メーカーは技術力の向上を追い続け、消費者は「以前より良いもの」を求めるという基本的な市場構図が70年代にはありました。
所得が上がり生活に余裕が出てきた時代のこういった「成長志向」というのは、今の時代とはちょっと違った感覚です。

カセットテープにもランクがあり、ノーマル→ハイポジ(クローム)→フェリクローム→メタルと性能の違いが付加価値となっていました。
上位ランクのテープを使うためには機材もレベルアップする必要があり、それもまた消費者心理をうまく突いていたように思います。
好きな音楽や大切な音源にはより良いテープを使う、と当たり前のように考えていたものですが、実際のところは気分の問題だったように思います。それが大切といえばそれまでですが。

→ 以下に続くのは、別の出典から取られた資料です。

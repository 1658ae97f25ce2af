//! Keyword-rule topic classification for user messages.

use crate::text::normalize;
use serde::{Deserialize, Serialize};

/// Coarse subject of a user message.
#[derive(Debug, Clone, Copy, PartialEq, Eq, PartialOrd, Ord, Hash, Serialize, Deserialize)]
#[serde(rename_all = "snake_case")]
pub enum Topic {
    Schedule,
    Pricing,
    Trainers,
    Booking,
    Equipment,
    Health,
    Beginners,
    Contacts,
    /// No rule matched
    Other,
}

impl Topic {
    /// Every topic, rule order first and `Other` last.
    pub const ALL: [Topic; 9] = [
        Topic::Schedule,
        Topic::Pricing,
        Topic::Trainers,
        Topic::Booking,
        Topic::Equipment,
        Topic::Health,
        Topic::Beginners,
        Topic::Contacts,
        Topic::Other,
    ];

    pub fn as_str(&self) -> &'static str {
        match self {
            Topic::Schedule => "schedule",
            Topic::Pricing => "pricing",
            Topic::Trainers => "trainers",
            Topic::Booking => "booking",
            Topic::Equipment => "equipment",
            Topic::Health => "health",
            Topic::Beginners => "beginners",
            Topic::Contacts => "contacts",
            Topic::Other => "other",
        }
    }
}

impl std::fmt::Display for Topic {
    fn fmt(&self, f: &mut std::fmt::Formatter<'_>) -> std::fmt::Result {
        write!(f, "{}", self.as_str())
    }
}

impl std::str::FromStr for Topic {
    type Err = String;

    fn from_str(s: &str) -> Result<Self, Self::Err> {
        Topic::ALL
            .iter()
            .copied()
            .find(|topic| topic.as_str() == s)
            .ok_or_else(|| format!("unknown topic: {}", s))
    }
}

/// Trigger fragments per topic, checked in this order.
const RULES: &[(Topic, &[&str])] = &[
    (
        Topic::Schedule,
        &["розклад", "графік", "коли", "відкрит", "працюєте", "години роботи", "вихідн"],
    ),
    (
        Topic::Pricing,
        &["ціна", "ціни", "вартість", "коштує", "абонемент", "оплат", "знижк", "грн"],
    ),
    (Topic::Trainers, &["тренер", "інструктор", "коуч"]),
    (
        Topic::Booking,
        &["запис", "забронювати", "бронюван", "скасувати", "зареєстр"],
    ),
    (
        Topic::Equipment,
        &["обладнання", "тренажер", "гантел", "штанг", "інвентар", "килимок", "роздягальн", "душ"],
    ),
    (
        Topic::Health,
        &["здоров", "травм", "болить", "вагітн", "тиск", "лікар", "протипоказ"],
    ),
    (
        Topic::Beginners,
        &["початків", "новачок", "новачк", "вперше", "перше заняття", "пробне"],
    ),
    (
        Topic::Contacts,
        &["адрес", "знаходит", "телефон", "контакт", "доїхати", "instagram"],
    ),
];

/// Maps message text onto a [`Topic`] using fixed keyword rules.
///
/// Keywords are normalized once at construction so they compare against
/// normalized messages on equal terms.
#[derive(Debug, Clone)]
pub struct TopicClassifier {
    rules: Vec<(Topic, Vec<String>)>,
}

impl Default for TopicClassifier {
    fn default() -> Self {
        Self::new()
    }
}

impl TopicClassifier {
    pub fn new() -> Self {
        let rules = RULES
            .iter()
            .map(|(topic, keywords)| {
                let normalized = keywords
                    .iter()
                    .map(|k| normalize(k))
                    .filter(|k| !k.is_empty())
                    .collect();
                (*topic, normalized)
            })
            .collect();
        Self { rules }
    }

    /// Classify a raw message. The first rule with any keyword present wins.
    pub fn classify(&self, text: &str) -> Topic {
        self.classify_normalized(&normalize(text))
    }

    /// Classify text that has already been through [`normalize`].
    pub fn classify_normalized(&self, normalized: &str) -> Topic {
        self.rules
            .iter()
            .find(|(_, keywords)| keywords.iter().any(|k| normalized.contains(k.as_str())))
            .map(|(topic, _)| *topic)
            .unwrap_or(Topic::Other)
    }
}
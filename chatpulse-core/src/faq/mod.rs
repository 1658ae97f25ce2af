//! Curated knowledge base and the fuzzy matcher that answers from it.
//!
//! A knowledge base is a TOML document of `[[entries]]`, each carrying an
//! ordered list of trigger phrases and the answer to serve:
//!
//! ```toml
//! [[entries]]
//! keywords = ["адреса", "де знаходитесь"]
//! answer = "Ми знаходимося за адресою ..."
//! ```
//!
//! The base is read-only once loaded; [`FaqMatcher`] borrows it through an
//! `Arc` so any number of request handlers can match concurrently.

mod matcher;

pub use matcher::{FaqMatch, FaqMatcher, MatchStrategy, DEFAULT_MIN_CONFIDENCE};

use crate::error::{Error, Result};
use serde::Deserialize;
use std::path::Path;

const BUILTIN_KNOWLEDGE_BASE: &str = include_str!("../../data/knowledge_base.toml");

/// One canned answer and the phrases that trigger it.
#[derive(Debug, Clone, PartialEq, Eq, Deserialize)]
pub struct FaqEntry {
    /// Trigger phrases; the first is canonical
    pub keywords: Vec<String>,
    /// Answer text served verbatim
    pub answer: String,
}

impl FaqEntry {
    pub fn new<K, S>(keywords: K, answer: impl Into<String>) -> Self
    where
        K: IntoIterator<Item = S>,
        S: Into<String>,
    {
        Self {
            keywords: keywords.into_iter().map(Into::into).collect(),
            answer: answer.into(),
        }
    }

    /// The canonical trigger phrase.
    pub fn canonical_keyword(&self) -> Option<&str> {
        self.keywords.first().map(String::as_str)
    }
}

/// Static, ordered collection of [`FaqEntry`] values.
#[derive(Debug, Clone, Default, Deserialize)]
pub struct KnowledgeBase {
    #[serde(default)]
    entries: Vec<FaqEntry>,
}

impl KnowledgeBase {
    pub fn new(entries: Vec<FaqEntry>) -> Self {
        Self { entries }
    }

    /// The knowledge base bundled with the library.
    pub fn builtin() -> Result<Self> {
        Self::from_toml_str(BUILTIN_KNOWLEDGE_BASE)
    }

    /// Load a knowledge base file.
    pub fn load_from(path: &Path) -> Result<Self> {
        let content = std::fs::read_to_string(path).map_err(|e| {
            Error::KnowledgeBase(format!("failed to read {}: {}", path.display(), e))
        })?;
        let kb = Self::from_toml_str(&content)?;
        tracing::info!(
            path = %path.display(),
            entries = kb.len(),
            "Loaded knowledge base"
        );
        Ok(kb)
    }

    /// Parse and validate a TOML knowledge base.
    pub fn from_toml_str(content: &str) -> Result<Self> {
        let kb: KnowledgeBase = toml::from_str(content)
            .map_err(|e| Error::KnowledgeBase(format!("failed to parse: {}", e)))?;
        kb.validate()?;
        Ok(kb)
    }

    fn validate(&self) -> Result<()> {
        for (idx, entry) in self.entries.iter().enumerate() {
            if entry.keywords.is_empty() {
                return Err(Error::KnowledgeBase(format!(
                    "entry {} has no keywords",
                    idx + 1
                )));
            }
            if entry.answer.trim().is_empty() {
                return Err(Error::KnowledgeBase(format!(
                    "entry {} ({:?}) has an empty answer",
                    idx + 1,
                    entry.keywords[0]
                )));
            }
        }
        Ok(())
    }

    pub fn entries(&self) -> &[FaqEntry] {
        &self.entries
    }

    pub fn len(&self) -> usize {
        self.entries.len()
    }

    pub fn is_empty(&self) -> bool {
        self.entries.is_empty()
    }
}
//! JSONL chat-event logs and their replay into [`ChatAnalytics`].
//!
//! One event per line, tagged by `type`:
//!
//! ```text
//! {"type":"start","session_id":"s1","user_agent":"Mozilla/5.0","client_address":"10.0.0.1","at":"2026-10-18T09:00:00+03:00"}
//! {"type":"message","session_id":"s1","role":"user","text":"Коли ви відкриті?","at":"2026-10-18T09:00:05+03:00"}
//! {"type":"message","session_id":"s1","role":"bot","text":"...","source":"faq","at":"2026-10-18T09:00:06+03:00"}
//! {"type":"feedback","session_id":"s1","rating":5,"source":"faq","at":"2026-10-18T09:01:00+03:00"}
//! {"type":"end","session_id":"s1","at":"2026-10-18T09:02:00+03:00"}
//! ```
//!
//! Timestamps carry their own offset; sessions land in the bucket of the
//! calendar date in that offset, so a replay is independent of the host
//! timezone.

use crate::analytics::ChatAnalytics;
use crate::error::{Error, Result};
use crate::types::{ResponseSource, Role};
use chrono::{DateTime, FixedOffset};
use serde::{Deserialize, Serialize};
use std::io::BufRead;
use std::path::Path;

fn default_source() -> ResponseSource {
    ResponseSource::User
}

/// A single recorded chat event.
#[derive(Debug, Clone, PartialEq, Serialize, Deserialize)]
#[serde(tag = "type", rename_all = "snake_case")]
pub enum ChatEvent {
    Start {
        session_id: String,
        #[serde(default)]
        user_agent: String,
        #[serde(default)]
        client_address: String,
        at: DateTime<FixedOffset>,
    },
    Message {
        session_id: String,
        role: Role,
        text: String,
        #[serde(default = "default_source")]
        source: ResponseSource,
        at: DateTime<FixedOffset>,
    },
    Feedback {
        session_id: String,
        rating: u8,
        #[serde(default)]
        comment: Option<String>,
        source: ResponseSource,
        at: DateTime<FixedOffset>,
    },
    End {
        session_id: String,
        at: DateTime<FixedOffset>,
    },
}

impl ChatEvent {
    pub fn at(&self) -> DateTime<FixedOffset> {
        match self {
            ChatEvent::Start { at, .. }
            | ChatEvent::Message { at, .. }
            | ChatEvent::Feedback { at, .. }
            | ChatEvent::End { at, .. } => *at,
        }
    }

    pub fn session_id(&self) -> &str {
        match self {
            ChatEvent::Start { session_id, .. }
            | ChatEvent::Message { session_id, .. }
            | ChatEvent::Feedback { session_id, .. }
            | ChatEvent::End { session_id, .. } => session_id,
        }
    }
}

/// Parse a JSONL event stream. Blank lines are skipped.
pub fn parse_events<R: BufRead>(reader: R) -> Result<Vec<ChatEvent>> {
    let mut events = Vec::new();
    for (idx, line) in reader.lines().enumerate() {
        let line = line?;
        let trimmed = line.trim();
        if trimmed.is_empty() {
            continue;
        }
        let event = serde_json::from_str(trimmed).map_err(|e| Error::Parse {
            line: idx + 1,
            message: e.to_string(),
        })?;
        events.push(event);
    }
    Ok(events)
}

/// Read and parse an event log file.
pub fn read_events(path: &Path) -> Result<Vec<ChatEvent>> {
    let file = std::fs::File::open(path)?;
    let events = parse_events(std::io::BufReader::new(file))?;
    tracing::debug!(path = %path.display(), events = events.len(), "Read chat events");
    Ok(events)
}

impl ChatAnalytics {
    /// Apply one recorded event.
    pub fn apply(&self, event: &ChatEvent) {
        match event {
            ChatEvent::Start {
                session_id,
                user_agent,
                client_address,
                at,
            } => {
                self.start_session_at(session_id, user_agent, client_address, *at);
            }
            ChatEvent::Message {
                session_id,
                role,
                text,
                source,
                ..
            } => self.log_message(session_id, *role, text, *source),
            ChatEvent::Feedback {
                session_id,
                rating,
                comment,
                source,
                at,
            } => self.log_feedback_at(session_id, *rating, comment.as_deref(), *source, *at),
            ChatEvent::End { session_id, at } => {
                self.end_session_at(session_id, *at);
            }
        }
    }

    /// Apply events in order; returns how many were applied.
    pub fn replay<'a>(&self, events: impl IntoIterator<Item = &'a ChatEvent>) -> usize {
        let mut applied = 0;
        for event in events {
            self.apply(event);
            applied += 1;
        }
        tracing::info!(applied, "Replayed chat events");
        applied
    }
}

#[cfg(test)]
mod tests {
    use super::*;
    use chrono::NaiveDate;

    const LOG: &str = r#"
{"type":"start","session_id":"s1","user_agent":"Mozilla/5.0","client_address":"10.0.0.1","at":"2026-10-18T09:00:00+03:00"}
{"type":"message","session_id":"s1","role":"user","text":"Коли ви відкриті?","at":"2026-10-18T09:00:05+03:00"}
{"type":"message","session_id":"s1","role":"bot","text":"Щодня","source":"faq","at":"2026-10-18T09:00:06+03:00"}

{"type":"feedback","session_id":"s1","rating":5,"comment":"супер","source":"faq","at":"2026-10-18T09:01:00+03:00"}
{"type":"end","session_id":"s1","at":"2026-10-18T23:30:00+03:00"}
"#;

    #[test]
    fn test_parse_and_replay() {
        let events = parse_events(LOG.as_bytes()).unwrap();
        assert_eq!(events.len(), 5);
        assert_eq!(events[1].session_id(), "s1");

        let analytics = ChatAnalytics::default();
        assert_eq!(analytics.replay(&events), 5);

        // 23:30 at +03:00 is still the 18th in the event's own offset.
        let stats = analytics
            .day_stats(NaiveDate::from_ymd_opt(2026, 10, 18).unwrap())
            .unwrap();
        assert_eq!(stats.total_sessions, 1);
        assert_eq!(stats.total_messages, 2);
        assert_eq!(stats.response_source_distribution.faq, 1);
        assert_eq!(stats.average_satisfaction, Some(5.0));
    }

    #[test]
    fn test_message_source_defaults_to_user() {
        let events = parse_events(
            r#"{"type":"message","session_id":"s","role":"user","text":"hi","at":"2026-10-18T09:00:00Z"}"#
                .as_bytes(),
        )
        .unwrap();
        match &events[0] {
            ChatEvent::Message { source, .. } => assert_eq!(*source, ResponseSource::User),
            other => panic!("unexpected event {other:?}"),
        }
    }

    #[test]
    fn test_parse_error_reports_line() {
        let input = "{\"type\":\"end\",\"session_id\":\"s\",\"at\":\"2026-10-18T09:00:00Z\"}\n{\"type\":\"bogus\"}\n";
        match parse_events(input.as_bytes()) {
            Err(Error::Parse { line, .. }) => assert_eq!(line, 2),
            other => panic!("expected parse error, got {other:?}"),
        }
    }
}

カセットテープの名誉のために付け加えると、実はテープメディアはきちんとした機材を使うとCDや音声フォーマットなどよりかなり音質のレベルは高くなります。アナログゆえの音の太さなどデジタルとは比較になりません。
プロミュージシャンのレコーディングではいまだにテープを使うケースもあります。デジタル録音と比べると手間も費用も大幅に増えますが、そのこだわりはやはり一味違った作品を生むことになります。


付き合い方

カセットテープを使いこなすためには(アナログメディアならではの)いろんな工夫がありました。

・鉛筆
先頭部分のリードテープ(録音できない部分)を送ったり、緩みを戻したりするために鉛筆をカセットの穴に突っ込んでテープを回すという技がありました。片手にもった鉛筆でカセットをくるんくるんと高速回転させて手動式早送り・巻き戻しもしました。

・消去防止ツメ
カセットテープは再録音(上書き)が出来ます。
飽きたら消して別のものに入れ替えるという出来るたいへんエコな機能ですが、これは大切な録音物を消してしまうというリスクもあります。
そこで再録音をできなくする仕組みとして「消去防止ツメ」というものがありました。ツメを折って穴を開けておくと録音機の録音ボタンが押せなくなるというものです(うまく説明できないので各自ググってください)。
なんともアナログな方法ですがよくできた仕組みです。
このツメを折る作業は一大決心であって「このテープは大切なものだ」という意思表示でした。でもそういう気持ちは大概長続きしないもので「やっぱり消すか」となることもよくありました。
そんなときは「セロテープで空いた穴をふさぐ」という技を使います。ちゃんと再録音できるようになります。
頑丈なメディアならではのワイルドな付き合い方です。

・デコレーション
カセットテープにはケースがあって、そこに紙を入れておくことができました(レーベルと呼んでいました)。
タイトルや内容(曲名など)を書いた紙を入れておくわけで、レコードで言うところのジャケットの役割です。
ジャケットですからキレイにセンスよく仕上げたくなるわけで、ここにもさまざまな工夫が生まれます。
当時FM雑誌には必ずこのレーベルが付録でついていました。表は流行りのイラストやアーティストの写真、裏側と背表紙部分の空白に文字を入れる仕様です。
パソコンで自作するなんて時代ではないですから文字は手書きが基本ですが、インレタ(インスタントレタリングシート)というものを使ってよりキレイに仕上げる方法もありました。印刷された文字(アルファベットと数字くらいしかない)が転写シールになっているもので、これをコリコリと一文字づつレーベルに写していったわけです。
手間のかかる作業です。でもそんな作業も楽しかったし(プラモデルのような感覚かも)、完成した「マイテープ」はそれはそれは宝物です。友達にみせて自慢したりプレゼントにしたり。
こだわり選曲&手作りレーベルのマイテープを贈られれて迷惑に思った女の子も多かったはずですが、それもこの時代の心温まるエピソードです。


カセットテープってその存在の時代性だけでなく、使用者の向き合い方も含めてなんだか「カワイイ」です。